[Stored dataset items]
○ ○ ○
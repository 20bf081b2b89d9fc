pub mod cache;
pub mod clock;
pub mod config;
pub mod error;
pub mod events;
pub mod metrics;
pub mod strategy;
pub mod transport;

pub use cache::{CacheError, CachePriority, CacheService, CacheStats, MemoryCache, SetOptions};
pub use clock::{Clock, ManualClock, SystemClock};
pub use config::{
    ApiConfig, AuthConfig, CalendarConfig, CircuitBreakerConfig, JitterMode, RetryConfig,
    ValidationResult, WeirConfig,
};
pub use error::{ApiError, ErrorCategory, ErrorDetail, TransportError, CIRCUIT_BREAKER_OPEN};
pub use events::{Event, EventBus, Subscription};
pub use metrics::{ApiCallRecord, MetricUnit, MetricsSink, RecordingMetrics, TracingMetrics};
pub use strategy::{handle_api_error, ErrorStrategy, RecoveryAction};
pub use transport::{HttpRequest, HttpResponse, HttpTransport, ReqwestTransport};

use anyhow::Result;

/// Initialize logging for binaries and integration harnesses
pub fn init() -> Result<()> {
    // Initialize tracing/logging
    tracing_subscriber::fmt()
        .with_env_filter(
            tracing_subscriber::EnvFilter::try_from_default_env()
                .unwrap_or_else(|_| tracing_subscriber::EnvFilter::new("info")),
        )
        .try_init()
        .map_err(|e| anyhow::anyhow!("Failed to install tracing subscriber: {}", e))?;

    tracing::info!("Weir core initialized");
    Ok(())
}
○ ○ ○
• **Activity**: Search the entries for the string "anyhow" and collect each line that has it.

• **Solution for this exercise**:
use anyhow::Result;
        .map_err(|e| anyhow::anyhow!("Failed to install tracing subscriber: {}", e))?;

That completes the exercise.